Marco Bertoncini, ItaliaOggi 23/9/2015, 23 settembre 2015
IL MONDO ISTITUZIONALE ROMANO
Nel tardo Ottocento venne di moda il romanzo parlamentare, spesso a puntate sui giornali: in questo filone alcuni iscrivono anche testi come I vecchi e i giovani di Luigi Pirandello.
Chissà se i due volumi scritti in breve volgere di mesi da Alfonso Celotto inaugureranno il filone del romanzo burocratico, definizione che si attagliava a Il dott. Ciro Amendola, Direttore della Gazzetta Ufficiale, apparso lo scorso anno presso Mondadori (si veda l’intervista «Le vuoto tutto il sacco. Anzi, no», su ItaliaOggi del 17 giugno 2014) e che va alla perfezione per il seguito, Il Pomodoro va rispettato, uscito ora presso Il Miolibro.
L’autore è un gabinettista principe: l’elenco dei ministri presso i quali ha operato (capo di gabinetto, capo del legislativo, consigliere giuridico) comprende la Bonino, Calderoli, Tremonti, Barca, Trigilia, la Guidi, mentre ultimamente si trova agli Affari europei presso la Presidenza del Consiglio.
Se la maggioranza dei gabinettisti è composta di magistrati (consiglieri di Stato, della Corte dei conti, avvocati dello Stato, giudici ordinari, pubblici ministeri ), Celotto è un ordinario di diritto costituzionale. I suoi volumi illustrano, inserendoli in pagine romanzate, i retroscena dell’attività degli alti burocrati.
L’eroe eponimo è Ciro Amendola, solerte direttore della Gazzetta, passato, nel nuovo romanzo, a dirigere il legislativo della Giustizia, finendo invischiato, in pochi giorni, fra due vicende sentimentali (il ritorno dell’antica fiamma e l’arrivo di un’addetta stampa ministeriale) e un ritardo nella pubblicazione di un decreto che l’induce a lasciare il nuovo incarico.
Il curioso titolo insiste sulla necessità di non contaminare né le persone meritevoli (lo stesso Amendola) né i cibi (il pomodoro, verso il quale il personaggio dimostra un culto verosimilmente derivante dall’autore, purché non sia offeso da formaggio di condimento sulla pasta).
Affreschi degli ambienti ministeriali (i lunghi preconsigli, le inutili attese nelle anticamere durante le sedute di governo, i rapporti fra gabinetti e legislativi dei vari dicasteri) e ritratti di alti burocrati e collaboratori introducono i non addetti ai lavori in un mondo sconosciuto.
Ovviamente Celotto v’infila la propria lunga esperienza, presentando con la dovuta dose d’ironia (che tocca a volte toni canzonatori) usi immotivati, riti stanchi, debolezze e cattiverie del sistema.

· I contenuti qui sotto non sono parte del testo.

//! Anonymous identity used to attribute predictions without a login.

use std::fmt;
use std::path::Path;

use anyhow::{Context, Result};
use chrono::{DateTime, Utc};
use sha2::{Digest, Sha256};
use tokio::fs;
use tracing::{info, warn};
use uuid::Uuid;

/// Everything hashed into a new fingerprint. The random component and the
/// timestamp keep two identical machines apart.
#[derive(Debug, Clone, PartialEq, Eq)]
pub struct FingerprintInputs {
    pub user_agent: String,
    pub screen: String,
    pub timezone: String,
    pub locale: String,
    pub random: String,
    pub timestamp: DateTime<Utc>,
}

impl FingerprintInputs {
    /// Terminal-side stand-ins for the browser signals.
    pub fn from_environment(user_agent: &str) -> Self {
        let var = |key: &str| std::env::var(key).ok().filter(|v| !v.trim().is_empty());
        let screen = match (var("COLUMNS"), var("LINES")) {
            (Some(cols), Some(lines)) => format!("{cols}x{lines}"),
            _ => "unknown".to_string(),
        };
        Self {
            user_agent: user_agent.to_string(),
            screen,
            timezone: var("TZ").unwrap_or_else(|| chrono::Local::now().offset().to_string()),
            locale: var("LC_ALL").or_else(|| var("LANG")).unwrap_or_else(|| "und".to_string()),
            random: Uuid::new_v4().simple().to_string(),
            timestamp: Utc::now(),
        }
    }
}

#[derive(Debug, Clone, PartialEq, Eq, Hash)]
pub struct Fingerprint(String);

impl Fingerprint {
    pub fn compute(inputs: &FingerprintInputs) -> Self {
        let mut hasher = Sha256::new();
        for part in [
            inputs.user_agent.as_str(),
            inputs.screen.as_str(),
            inputs.timezone.as_str(),
            inputs.locale.as_str(),
            inputs.random.as_str(),
        ] {
            hasher.update(part.as_bytes());
            hasher.update(b"|");
        }
        hasher.update(inputs.timestamp.timestamp_millis().to_string().as_bytes());
        Self(hex::encode(hasher.finalize()))
    }

    /// Accepts only a 64-char lowercase hex digest.
    pub fn parse(raw: &str) -> Option<Self> {
        let raw = raw.trim();
        let valid = raw.len() == 64 && raw.bytes().all(|b| matches!(b, b'0'..=b'9' | b'a'..=b'f'));
        valid.then(|| Self(raw.to_string()))
    }

    pub fn as_str(&self) -> &str {
        &self.0
    }

    /// Reuses the fingerprint stored at `path`, or computes and stores a new
    /// one when the file is missing or unreadable.
    pub async fn load_or_create(path: &Path, inputs: impl FnOnce() -> FingerprintInputs) -> Result<Self> {
        match fs::read_to_string(path).await {
            Ok(raw) => {
                if let Some(existing) = Self::parse(&raw) {
                    return Ok(existing);
                }
                warn!(path = %path.display(), "stored fingerprint is malformed, replacing it");
            }
            Err(err) if err.kind() == std::io::ErrorKind::NotFound => {}
            Err(err) => return Err(err).with_context(|| format!("reading {}", path.display())),
        }

        let fingerprint = Self::compute(&inputs());
        if let Some(parent) = path.parent().filter(|p| !p.as_os_str().is_empty()) {
            fs::create_dir_all(parent)
                .await
                .with_context(|| format!("creating {}", parent.display()))?;
        }
        fs::write(path, format!("{}\n", fingerprint.0))
            .await
            .with_context(|| format!("writing {}", path.display()))?;
        info!(path = %path.display(), "stored new fingerprint");
        Ok(fingerprint)
    }
}

impl fmt::Display for Fingerprint {
    fn fmt(&self, f: &mut fmt::Formatter<'_>) -> fmt::Result {
        f.write_str(&self.0)
    }
}

#[cfg(test)]
mod tests {
    use super::*;
    use chrono::TimeZone;

    fn inputs(random: &str) -> FingerprintInputs {
        FingerprintInputs {
            user_agent: "ufc-client/0.1".into(),
            screen: "120x40".into(),
            timezone: "America/Sao_Paulo".into(),
            locale: "pt_BR.UTF-8".into(),
            random: random.into(),
            timestamp: Utc.with_ymd_and_hms(2025, 5, 10, 3, 0, 0).unwrap(),
        }
    }

    #[test]
    fn digest_is_hex_sha256_of_the_inputs() {
        let a = Fingerprint::compute(&inputs("r1"));
        assert_eq!(a.as_str().len(), 64);
        assert_eq!(Fingerprint::parse(a.as_str()), Some(a.clone()));
        assert_eq!(a, Fingerprint::compute(&inputs("r1")));
        assert_ne!(a, Fingerprint::compute(&inputs("r2")));
    }

    #[test]
    fn parse_rejects_anything_but_a_digest() {
        assert!(Fingerprint::parse("abc").is_none());
        assert!(Fingerprint::parse(&"G".repeat(64)).is_none());
        assert!(Fingerprint::parse(&format!("{}\n", "a".repeat(64))).is_some());
    }

    #[tokio::test]
    async fn fingerprint_is_persisted_and_reused() {
        let dir = tempfile::tempdir().unwrap();
        let path = dir.path().join("state/fingerprint");

        let first = Fingerprint::load_or_create(&path, || inputs("r1")).await.unwrap();
        let second = Fingerprint::load_or_create(&path, || inputs("r2")).await.unwrap();

        assert_eq!(first, second);
        let stored = std::fs::read_to_string(&path).unwrap();
        assert_eq!(stored.trim(), first.as_str());
    }

    #[tokio::test]
    async fn malformed_file_is_replaced() {
        let dir = tempfile::tempdir().unwrap();
        let path = dir.path().join("fingerprint");
        std::fs::write(&path, "not-a-digest").unwrap();

        let fp = Fingerprint::load_or_create(&path, || inputs("r1")).await.unwrap();
        assert_eq!(fp, Fingerprint::compute(&inputs("r1")));
    }
}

Può insegnare molto, a chi sia digiuno delle consuetudini di Palazzo, l’apprendere come il ministro venga istruito in un batter di ciglia e all’ultimo istante su questioni, anche di rilevanza, che deve affrontare in una seduta di governo. Altrettanto perfette sono le pennellate che dipingono l’incarico addossato dai vertici politici ai burocrati per (non) discutere e soprattutto (non) decidere qualche problema apportatore di grane.
Anche lo scaricabarile con il quale il decisivo ritardo nella pubblicazione di un decreto costa la poltrona al protagonista è descritto con opportuni riferimenti a pressioni politiche, interessi di singoli ammanicati, conflitti personali, intrecci di diritto e di raccomandazioni.
A margine, c’è il contorno della vita romana, segnato dai rapporti con il mondo dell’informazione e dai pranzi, momenti essenziali nelle decisioni politiche. Quanto ai tradizionali orari dei ministeriali della capitale e alle variabili maniere poco o punto lavorative per riempire le giornate nei palazzi romani, il sarcasmo dell’autore lascia alcune felici tracce.